Huawei has the solutions to close the digital gap
Huawei stands ready to help Europe in the next stage of its Smart Villages project, an effort to test the latest technological network equipment in rural communities, Abraham Liu told a key virtual conference on rural broadband initiatives on 9 July.
“Connectivity in Europe has grown steadily over the last few years, reaching over 80 % of the population. But if we disaggregate the data, we can see that this percentage drops to less than 50 % in rural areas – and the gap does not appear to be closing in order to reach the objectives of the Digital Agenda by the end of 2020,” said Mr Liu, who is Huawei’s Chief Representative to the European Institutions.
Mr Liu welcomed the EU’s Smart Villages initiative, saying that Huawei, with its extensive Smart Cities, Smart Grids and Smart Farming experiences, also saw itself as a natural partner for the Smart Villages project, which comes under the umbrella of the European Network for Rural Development (ENRD). “Whether it’s in Belgium, Poland or Slovenia, we are committed to helping the EU undertake comparative technological trials for its Smart Villages initiative.”
Mr Liu was speaking alongside EU Agriculture Commissioner Janusz Wojciechowski, MEP Franc Bogovic and Harald Gruber, Head of Digital Infrastructure at the European Investment Bank, in a webinar called “Rural Broadband: Opportunities and Challenges.

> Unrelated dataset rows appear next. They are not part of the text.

//! Field mapping registry.
//!
//! The single source of truth correlating personal-profile attribute
//! names with their employee-record counterparts, grouped by shareable
//! category. Every sync direction and the snapshot engine consult these
//! tables; adding a shareable field is one entry here, not a per-path
//! edit.

use accord_types::ShareGroup;

/// One personal-side / employee-side name correspondence.
#[derive(Clone, Copy, Debug, PartialEq, Eq)]
pub struct FieldMapping {
    pub personal: &'static str,
    pub employee: &'static str,
}

const BASIC_FIELDS: &[FieldMapping] = &[
    FieldMapping {
        personal: "name",
        employee: "legal_name",
    },
    FieldMapping {
        personal: "name_en",
        employee: "legal_name_en",
    },
    FieldMapping {
        personal: "birth_date",
        employee: "birth_date",
    },
    FieldMapping {
        personal: "gender",
        employee: "gender",
    },
    FieldMapping {
        personal: "nationality",
        employee: "nationality",
    },
];

const CONTACT_FIELDS: &[FieldMapping] = &[
    FieldMapping {
        personal: "email",
        employee: "personal_email",
    },
    FieldMapping {
        personal: "mobile_phone",
        employee: "mobile_phone",
    },
    FieldMapping {
        personal: "phone",
        employee: "home_phone",
    },
    FieldMapping {
        personal: "postal_code",
        employee: "postal_code",
    },
    FieldMapping {
        personal: "address",
        employee: "home_address",
    },
    FieldMapping {
        personal: "emergency_contact_name",
        employee: "emergency_contact_name",
    },
    FieldMapping {
        personal: "emergency_contact_phone",
        employee: "emergency_contact_phone",
    },
];

/// Groups that carry scalar field mappings; the remaining groups gate
/// relation collections handled by the relation engine.
pub const SCALAR_GROUPS: [ShareGroup; 2] = [ShareGroup::Basic, ShareGroup::Contact];

pub fn fields_for_group(group: ShareGroup) -> &'static [FieldMapping] {
    match group {
        ShareGroup::Basic => BASIC_FIELDS,
        ShareGroup::Contact => CONTACT_FIELDS,
        _ => &[],
    }
}

pub fn all_scalar_mappings() -> impl Iterator<Item = &'static FieldMapping> {
    BASIC_FIELDS.iter().chain(CONTACT_FIELDS.iter())
}

pub fn employee_field(personal: &str) -> Option<&'static str> {
    all_scalar_mappings()
        .find(|mapping| mapping.personal == personal)
        .map(|mapping| mapping.employee)
}

pub fn personal_field(employee: &str) -> Option<&'static str> {
    all_scalar_mappings()
        .find(|mapping| mapping.employee == employee)
        .map(|mapping| mapping.personal)
}

/// Which shareable group a personal-side field belongs to.
pub fn group_of(personal: &str) -> Option<ShareGroup> {
    for group in SCALAR_GROUPS {
        if fields_for_group(group)
            .iter()
            .any(|mapping| mapping.personal == personal)
        {
            return Some(group);
        }
    }
    None
}
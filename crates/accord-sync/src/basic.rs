//! Scalar field sync engine.
//!
//! Diffs mapped fields by value and writes the destination side through
//! its `BasicFieldSink`. Changes are staged into the caller's batch, one
//! audit row per changed field; the caller owns the commit.

use crate::registry;
use accord_storage::WriteBatch;
use accord_types::{
    stringify_opt, ActorId, BasicFieldSink, BasicFieldSource, ContractId, SyncDirection,
    SyncEntityType, SyncLogAppend, SyncType,
};
use chrono::Utc;
use serde::Serialize;

/// One applied scalar change, values already audit-rendered.
#[derive(Clone, Debug, PartialEq, Eq, Serialize)]
pub struct FieldChange {
    /// Personal-side registry name; the canonical key in audit rows for
    /// both directions.
    pub field: String,
    pub old: Option<String>,
    pub new: Option<String>,
}

#[derive(Clone, Debug, Default, Serialize)]
pub struct FieldSyncOutcome {
    /// Fields examined under current consent, changed or not.
    pub synced_fields: Vec<&'static str>,
    pub changes: Vec<FieldChange>,
    pub staged_logs: usize,
}

/// Copy personal-profile fields onto the employee side.
///
/// `target_fields` are personal-side registry names, already intersected
/// with consent by the caller. A second pass with no source change stages
/// nothing.
pub fn sync_personal_to_employee<S, D>(
    contract_id: &ContractId,
    source: &S,
    dest: &mut D,
    target_fields: &[&'static str],
    sync_type: SyncType,
    actor: &ActorId,
    batch: &mut WriteBatch,
) -> FieldSyncOutcome
where
    S: BasicFieldSource + ?Sized,
    D: BasicFieldSink + ?Sized,
{
    let pairs = target_fields
        .iter()
        .filter_map(|personal| {
            registry::employee_field(personal).map(|employee| (*personal, *personal, employee))
        })
        .collect::<Vec<_>>();
    sync_mapped_fields(
        contract_id,
        source,
        dest,
        &pairs,
        SyncDirection::PersonalToEmployee,
        SyncEntityType::Employee,
        sync_type,
        actor,
        batch,
    )
}

/// Symmetric inverse: copy employee fields onto the personal profile.
pub fn sync_employee_to_personal<S, D>(
    contract_id: &ContractId,
    source: &S,
    dest: &mut D,
    target_fields: &[&'static str],
    sync_type: SyncType,
    actor: &ActorId,
    batch: &mut WriteBatch,
) -> FieldSyncOutcome
where
    S: BasicFieldSource + ?Sized,
    D: BasicFieldSink + ?Sized,
{
    let pairs = target_fields
        .iter()
        .filter_map(|personal| {
            registry::employee_field(personal).map(|employee| (*personal, employee, *personal))
        })
        .collect::<Vec<_>>();
    sync_mapped_fields(
        contract_id,
        source,
        dest,
        &pairs,
        SyncDirection::EmployeeToPersonal,
        SyncEntityType::PersonalProfile,
        sync_type,
        actor,
        batch,
    )
}

#[allow(clippy::too_many_arguments)]
fn sync_mapped_fields<S, D>(
    contract_id: &ContractId,
    source: &S,
    dest: &mut D,
    pairs: &[(&'static str, &'static str, &'static str)],
    direction: SyncDirection,
    entity_type: SyncEntityType,
    sync_type: SyncType,
    actor: &ActorId,
    batch: &mut WriteBatch,
) -> FieldSyncOutcome
where
    S: BasicFieldSource + ?Sized,
    D: BasicFieldSink + ?Sized,
{
    let mut outcome = FieldSyncOutcome::default();
    for &(log_name, source_name, dest_name) in pairs {
        let new_value = source.field(source_name);
        let old_value = dest.field(dest_name);
        if new_value == old_value {
            outcome.synced_fields.push(log_name);
            continue;
        }
        if !dest.set_field(dest_name, new_value.clone()) {
            continue;
        }
        outcome.synced_fields.push(log_name);
        outcome.changes.push(FieldChange {
            field: log_name.to_string(),
            old: stringify_opt(&old_value),
            new: stringify_opt(&new_value),
        });
        batch.append_sync_log(SyncLogAppend {
            contract_id: contract_id.clone(),
            sync_type,
            entity_type,
            field_name: Some(log_name.to_string()),
            old_value: stringify_opt(&old_value),
            new_value: stringify_opt(&new_value),
            direction,
            synced_by: actor.clone(),
            synced_at: Utc::now(),
        });
        outcome.staged_logs += 1;
    }
    outcome
}

#[cfg(test)]
mod tests {
    use super::*;
    use accord_types::{CompanyId, Employee, PersonAccountId, PersonalProfile};

    fn profile() -> PersonalProfile {
        let mut profile = PersonalProfile::new(PersonAccountId::new("p1"));
        profile.name = Some("Kim Jiwoo".to_string());
        profile.email = Some("jiwoo@example.com".to_string());
        profile.mobile_phone = Some("010-1234-5678".to_string());
        profile
    }

    #[test]
    fn changed_fields_stage_one_log_each() {
        let contract_id = ContractId::new("c1");
        let source = profile();
        let mut dest = Employee::new(CompanyId::new("co1"));
        let mut batch = WriteBatch::new();

        let outcome = sync_personal_to_employee(
            &contract_id,
            &source,
            &mut dest,
            &["name", "email", "mobile_phone"],
            SyncType::Manual,
            &ActorId::new("tester"),
            &mut batch,
        );

        assert_eq!(outcome.changes.len(), 3);
        assert_eq!(outcome.staged_logs, 3);
        assert_eq!(batch.len(), 3);
        assert_eq!(dest.legal_name.as_deref(), Some("Kim Jiwoo"));
        assert_eq!(dest.personal_email.as_deref(), Some("jiwoo@example.com"));
    }

    #[test]
    fn second_pass_with_no_source_change_is_empty() {
        let contract_id = ContractId::new("c1");
        let source = profile();
        let mut dest = Employee::new(CompanyId::new("co1"));
        let mut batch = WriteBatch::new();
        let fields = ["name", "email", "mobile_phone"];
        let actor = ActorId::new("tester");

        sync_personal_to_employee(
            &contract_id,
            &source,
            &mut dest,
            &fields,
            SyncType::Manual,
            &actor,
            &mut batch,
        );
        let mut second_batch = WriteBatch::new();
        let outcome = sync_personal_to_employee(
            &contract_id,
            &source,
            &mut dest,
            &fields,
            SyncType::Manual,
            &actor,
            &mut second_batch,
        );

        assert!(outcome.changes.is_empty());
        assert!(second_batch.is_empty());
        assert_eq!(outcome.synced_fields, vec!["name", "email", "mobile_phone"]);
    }

    #[test]
    fn clearing_to_empty_string_counts_as_change() {
        let contract_id = ContractId::new("c1");
        let mut source = profile();
        source.mobile_phone = Some(String::new());
        let mut dest = Employee::new(CompanyId::new("co1"));
        let mut batch = WriteBatch::new();

        let outcome = sync_personal_to_employee(
            &contract_id,
            &source,
            &mut dest,
            &["mobile_phone"],
            SyncType::Manual,
            &ActorId::new("tester"),
            &mut batch,
        );

        assert_eq!(outcome.changes.len(), 1);
        assert_eq!(outcome.changes[0].old, None);
        assert_eq!(outcome.changes[0].new.as_deref(), Some(""));
    }

    #[test]
    fn reverse_direction_writes_profile_side() {
        let contract_id = ContractId::new("c1");
        let mut employee = Employee::new(CompanyId::new("co1"));
        employee.home_phone = Some("02-555-0100".to_string());
        let mut dest = PersonalProfile::new(PersonAccountId::new("p1"));
        let mut batch = WriteBatch::new();

        let outcome = sync_employee_to_personal(
            &contract_id,
            &employee,
            &mut dest,
            &["phone"],
            SyncType::Manual,
            &ActorId::new("tester"),
            &mut batch,
        );

        assert_eq!(outcome.changes.len(), 1);
        assert_eq!(dest.phone.as_deref(), Some("02-555-0100"));
    }
}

Narrowing the gap to support farmers and rural regions”, organised by Euractiv.
“Good connectivity is a must for the development of smart villages,” said European Commissioner Wojciechowski. Rural communities needed very high capacity broadband networks to implement smart solutions for precision farming and rural businesses, he said, and some EUR 6 billion was available from EU funds for roll-out of broadband infrastructure in rural areas.

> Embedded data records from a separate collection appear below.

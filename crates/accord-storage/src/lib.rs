//! Accord storage abstractions.
//!
//! This crate defines the storage contract the sync engines and service
//! layer are built against:
//! - read traits per concern, bundled as `HrStore`
//! - an atomic `WriteBatch` commit boundary owned by the caller
//! - post-commit observers for commit-triggered work
//! - a deterministic in-memory reference backend
//!
//! Design stance: whoever owns the operation owns the transaction. Engines
//! stage writes; exactly one `commit` per logical operation applies them
//! all-or-nothing, and derived work (auto-sync) runs only after that
//! commit is durable.

#![deny(unsafe_code)]
#![warn(rust_2018_idioms)]

mod batch;
mod error;
pub mod memory;
mod traits;

pub use batch::{CommitEvent, CommitObserver, CommitReceipt, WriteBatch, WriteOp};
pub use error::{StorageError, StorageResult};
pub use traits::{
    ArchiveStore, CommitStore, ContractStore, EmployeeStore, HrStore, ProfileStore, QueryWindow,
    RoleStore, SettingsStore, SyncLogStore,
};
use crate::ids::{ActorId, CompanyId, ContractId, EmployeeNumber, PersonAccountId};
use chrono::{DateTime, Utc};
use serde::{Deserialize, Serialize};

/// Lifecycle status of a consent contract.
///
/// `Requested` moves to `Approved` or `Rejected`; an approved contract may
/// pass through `TerminationRequested` (still counted active) before
/// `Terminated`. `Rejected` and `Terminated` are terminal.
#[derive(Clone, Copy, Debug, PartialEq, Eq, Hash, Serialize, Deserialize)]
#[serde(rename_all = "snake_case")]
pub enum ContractStatus {
    Requested,
    Approved,
    Rejected,
    TerminationRequested,
    Terminated,
}

impl ContractStatus {
    /// Active means the employment relationship is live, including a
    /// pending termination request.
    pub fn is_active(self) -> bool {
        matches!(
            self,
            ContractStatus::Approved | ContractStatus::TerminationRequested
        )
    }

    pub fn is_terminal(self) -> bool {
        matches!(self, ContractStatus::Rejected | ContractStatus::Terminated)
    }
}

impl std::fmt::Display for ContractStatus {
    fn fmt(&self, f: &mut std::fmt::Formatter<'_>) -> std::fmt::Result {
        let label = match self {
            ContractStatus::Requested => "requested",
            ContractStatus::Approved => "approved",
            ContractStatus::Rejected => "rejected",
            ContractStatus::TerminationRequested => "termination_requested",
            ContractStatus::Terminated => "terminated",
        };
        write!(f, "{label}")
    }
}

#[derive(Clone, Copy, Debug, PartialEq, Eq, Serialize, Deserialize)]
#[serde(rename_all = "snake_case")]
pub enum ContractType {
    Regular,
    Fixed,
    PartTime,
    Secondment,
}

/// Consent record linking one person to one company, gating all data
/// movement between their two representations.
///
/// Invariant (enforced at commit): at most one non-terminal contract per
/// (person, company) pair. `employee_number` is assigned once by the
/// materialization path and never mutated elsewhere afterwards.
#[derive(Clone, Debug, Serialize, Deserialize)]
pub struct Contract {
    pub id: ContractId,
    pub person_account_id: PersonAccountId,
    pub company_id: CompanyId,
    pub status: ContractStatus,
    pub contract_type: ContractType,
    #[serde(skip_serializing_if = "Option::is_none")]
    pub position: Option<String>,
    #[serde(skip_serializing_if = "Option::is_none")]
    pub department: Option<String>,
    #[serde(skip_serializing_if = "Option::is_none")]
    pub employee_number: Option<EmployeeNumber>,
    pub requested_by: ActorId,
    #[serde(skip_serializing_if = "Option::is_none")]
    pub approved_at: Option<DateTime<Utc>>,
    #[serde(skip_serializing_if = "Option::is_none")]
    pub terminated_at: Option<DateTime<Utc>>,
    #[serde(skip_serializing_if = "Option::is_none")]
    pub termination_reason: Option<String>,
    #[serde(skip_serializing_if = "Option::is_none")]
    pub notes: Option<String>,
    pub created_at: DateTime<Utc>,
    pub updated_at: DateTime<Utc>,
}

impl Contract {
    pub fn new(
        person_account_id: PersonAccountId,
        company_id: CompanyId,
        contract_type: ContractType,
        requested_by: ActorId,
    ) -> Self {
        let now = Utc::now();
        Self {
            id: ContractId::generate(),
            person_account_id,
            company_id,
            status: ContractStatus::Requested,
            contract_type,
            position: None,
            department: None,
            employee_number: None,
            requested_by,
            approved_at: None,
            terminated_at: None,
            termination_reason: None,
            notes: None,
            created_at: now,
            updated_at: now,
        }
    }
}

The panellists agreed that rural connectivity was essential to rolling back the depopulation of villages in Europe. The cost of rural communities being left behind technologically would be enormous, said Mr Gruber, who added that the EIB was trying to mitigate market failures in deploying rural broadband. Ensuring every European citizen had access to the current benchmark of 100 Mbps broadband would need, in rural areas alone, investments totalling around EUR 200 billion by 2025.

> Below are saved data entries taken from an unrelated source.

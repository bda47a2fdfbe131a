//! Sync orchestration facade.
//!
//! Entry point for every data movement between the two sides. Resolves
//! the contract, materializes the employee side when missing, intersects
//! caller-requested fields with what consent currently authorizes, then
//! delegates scalars to the basic engine and collections to the relation
//! engine. Exactly one commit per invocation.

use crate::config::ServiceConfig;
use accord_storage::{
    CommitStore, ContractStore, EmployeeStore, HrStore, ProfileStore, SettingsStore, WriteBatch,
};
use accord_sync::{basic, registry, relations, snapshot};
use accord_sync::{FieldChange, ProfileSnapshot, RelationReplace, RelationSyncOutcome};
use accord_types::{
    ActorId, Contract, ContractId, ContractStatus, DataSharingSettings, Employee, EmployeeNumber,
    PersonAccountId, PersonalProfile, RelationKind, SyncDirection, SyncEntityType, SyncError,
    SyncLogAppend, SyncLogId, SyncResult, SyncType,
};
use chrono::{Datelike, Utc};
use serde::Serialize;
use std::sync::Arc;
use tracing::{info, instrument, warn};

/// What one sync invocation did.
#[derive(Clone, Debug, Serialize)]
pub struct SyncReport {
    pub contract_id: ContractId,
    pub direction: SyncDirection,
    pub sync_type: SyncType,
    pub synced_fields: Vec<&'static str>,
    pub changes: Vec<FieldChange>,
    pub relation_counts: Vec<RelationReplace>,
    pub log_ids: Vec<SyncLogId>,
}

/// Per-contract result of a whole-person sync pass.
#[derive(Clone, Debug, Serialize)]
pub enum ContractSyncOutcome {
    Synced(SyncReport),
    Skipped {
        contract_id: ContractId,
        reason: String,
    },
    Failed {
        contract_id: ContractId,
        error: String,
    },
}

/// Fields and relation kinds a contract's settings currently authorize.
#[derive(Clone, Debug, Serialize)]
pub struct SyncableFields {
    pub scalar_fields: Vec<&'static str>,
    pub relation_kinds: Vec<RelationKind>,
}

pub struct SyncOrchestrator {
    store: Arc<dyn HrStore>,
    config: ServiceConfig,
}
#[cfg(test)]
mod tests {
    use super::*;
    use crate::config::ServiceConfig;
    use crate::retention::TerminationService;
    use accord_storage::memory::InMemoryHrStore;
    use proptest::prelude::*;

    fn service() -> (Arc<InMemoryHrStore>, ContractService) {
        let store = Arc::new(InMemoryHrStore::new());
        let orchestrator = Arc::new(SyncOrchestrator::new(
            store.clone(),
            ServiceConfig::default(),
        ));
        (store.clone(), ContractService::new(store, orchestrator))
    }

    fn sample_request(person: &str, company: &str) -> ContractRequest {
        ContractRequest {
            person_account_id: PersonAccountId::new(person),
            company_id: CompanyId::new(company),
            contract_type: ContractType::Regular,
            position: None,
            department: None,
            requested_by: ActorId::new(person),
            notes: None,
        }
    }

    #[tokio::test]
    async fn second_open_request_for_same_pair_fails() {
        let (_, service) = service();
        service
            .request_contract(sample_request("p1", "co1"))
            .await
            .unwrap();
        let result = service.request_contract(sample_request("p1", "co1")).await;
        assert!(matches!(result, Err(SyncError::InvalidState(_))));
        // A different company is fine.
        service
            .request_contract(sample_request("p1", "co2"))
            .await
            .unwrap();
    }

    #[tokio::test]
    async fn approval_provisions_permissive_defaults() {
        let (store, service) = service();
        let contract = service
            .request_contract(sample_request("p1", "co1"))
            .await
            .unwrap();
        assert!(store.get_settings(&contract.id).await.unwrap().is_none());

        let approved = service
            .approve_contract(&contract.id, &ActorId::new("admin"), false)
            .await
            .unwrap();
        assert_eq!(approved.status, ContractStatus::Approved);
        assert!(approved.approved_at.is_some());

        let settings = store.get_settings(&contract.id).await.unwrap().unwrap();
        assert!(settings.share_basic);
        assert!(settings.share_contact);
        assert!(!settings.realtime_sync);
    }

    #[tokio::test]
    async fn double_approval_fails_and_keeps_settings() {
        let (store, service) = service();
        let contract = service
            .request_contract(sample_request("p1", "co1"))
            .await
            .unwrap();
        let admin = ActorId::new("admin");
        service
            .approve_contract(&contract.id, &admin, false)
            .await
            .unwrap();

        // The person customizes consent after approval.
        service
            .update_sharing_settings(
                &contract.id,
                ConsentUpdate {
                    share_career: Some(true),
                    ..ConsentUpdate::default()
                },
                &PersonAccountId::new("p1"),
            )
            .await
            .unwrap();

        let result = service.approve_contract(&contract.id, &admin, false).await;
        assert!(matches!(result, Err(SyncError::InvalidState(_))));

        // Customized settings survive; approval never reprovisions.
        let settings = store.get_settings(&contract.id).await.unwrap().unwrap();
        assert!(settings.share_career);
    }

    #[tokio::test]
    async fn consent_update_is_owner_only() {
        let (_, service) = service();
        let contract = service
            .request_contract(sample_request("p1", "co1"))
            .await
            .unwrap();
        service
            .approve_contract(&contract.id, &ActorId::new("admin"), false)
            .await
            .unwrap();

        let result = service
            .update_sharing_settings(
                &contract.id,
                ConsentUpdate::realtime(true),
                &PersonAccountId::new("someone-else"),
            )
            .await;
        assert!(matches!(result, Err(SyncError::PermissionDenied(_))));
    }

    #[tokio::test]
    async fn rejection_is_terminal() {
        let (_, service) = service();
        let contract = service
            .request_contract(sample_request("p1", "co1"))
            .await
            .unwrap();
        service.reject_contract(&contract.id).await.unwrap();

        let result = service
            .approve_contract(&contract.id, &ActorId::new("admin"), false)
            .await;
        assert!(matches!(result, Err(SyncError::InvalidState(_))));

        // The pair is free for a new request once the old one is terminal.
        service
            .request_contract(sample_request("p1", "co1"))
            .await
            .unwrap();
    }

    #[derive(Debug, Clone)]
    enum LifecycleOp {
        Approve,
        Reject,
        RequestTermination,
        Terminate,
    }

    fn op_strategy() -> impl Strategy<Value = Vec<LifecycleOp>> {
        proptest::collection::vec(
            prop_oneof![
                Just(LifecycleOp::Approve),
                Just(LifecycleOp::Reject),
                Just(LifecycleOp::RequestTermination),
                Just(LifecycleOp::Terminate),
            ],
            0..12,
        )
    }

    fn expected_transition(status: ContractStatus, op: &LifecycleOp) -> Option<ContractStatus> {
        match op {
            LifecycleOp::Approve => {
                (status == ContractStatus::Requested).then_some(ContractStatus::Approved)
            }
            LifecycleOp::Reject => {
                (status == ContractStatus::Requested).then_some(ContractStatus::Rejected)
            }
            LifecycleOp::RequestTermination => (status == ContractStatus::Approved)
                .then_some(ContractStatus::TerminationRequested),
            LifecycleOp::Terminate => {
                (status != ContractStatus::Terminated).then_some(ContractStatus::Terminated)
            }
        }
    }

    proptest! {
        #[test]
        fn property_lifecycle_transitions_are_explicit(ops in op_strategy()) {
            let rt = tokio::runtime::Builder::new_current_thread()
                .enable_all()
                .build()
                .expect("runtime");

            rt.block_on(async move {
                let store = Arc::new(InMemoryHrStore::new());
                let orchestrator = Arc::new(SyncOrchestrator::new(
                    store.clone(),
                    ServiceConfig::default(),
                ));
                let contracts = ContractService::new(store.clone(), orchestrator);
                let termination =
                    TerminationService::new(store.clone(), ServiceConfig::default().retention);

                let contract = contracts
                    .request_contract(sample_request("prop-person", "prop-company"))
                    .await
                    .expect("request");
                let mut status = ContractStatus::Requested;
                let admin = ActorId::new("admin");

                for op in ops {
                    let result = match op {
                        LifecycleOp::Approve => contracts
                            .approve_contract(&contract.id, &admin, false)
                            .await
                            .map(|_| ()),
                        LifecycleOp::Reject => {
                            contracts.reject_contract(&contract.id).await.map(|_| ())
                        }
                        LifecycleOp::RequestTermination => contracts
                            .request_termination(&contract.id)
                            .await
                            .map(|_| ()),
                        LifecycleOp::Terminate => termination
                            .terminate_contract(&contract.id, "prop", &admin)
                            .await
                            .map(|_| ()),
                    };

                    match expected_transition(status, &op) {
                        Some(next) => {
                            result.expect("valid transition must succeed");
                            status = next;
                        }
                        None => {
                            assert!(result.is_err(), "invalid transition must fail");
                        }
                    }

                    let current = contracts.get_contract(&contract.id).await.expect("get");
                    assert_eq!(current.status, status, "status drifted from the model");

                    // Settings exist from first approval on and are never
                    // re-provisioned with defaults after a revocation.
                    if status == ContractStatus::Terminated {
                        let settings = store
                            .get_settings(&contract.id)
                            .await
                            .expect("settings read");
                        if let Some(settings) = settings {
                            assert!(!settings.realtime_sync);
                            assert!(settings.authorized_groups().is_empty());
                        }
                    }
                }
            });
        }
    }
}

MEP Bogovic said COVID-19 had shown that it is even more important now to build broadband infrastructure in rural areas to create a “resilient, digital and green Europe”. Jobs and quality of services in rural areas depended on broadband connectivity, he said.
“The pandemic has shown us that networks are the lifeblood of our European societies,” Abraham Liu said. “Europe needs to be bold and determined. 5G and AI are rare strategic opportunities that will help it move forward – in rural areas as fast as in cities,“ he concluded.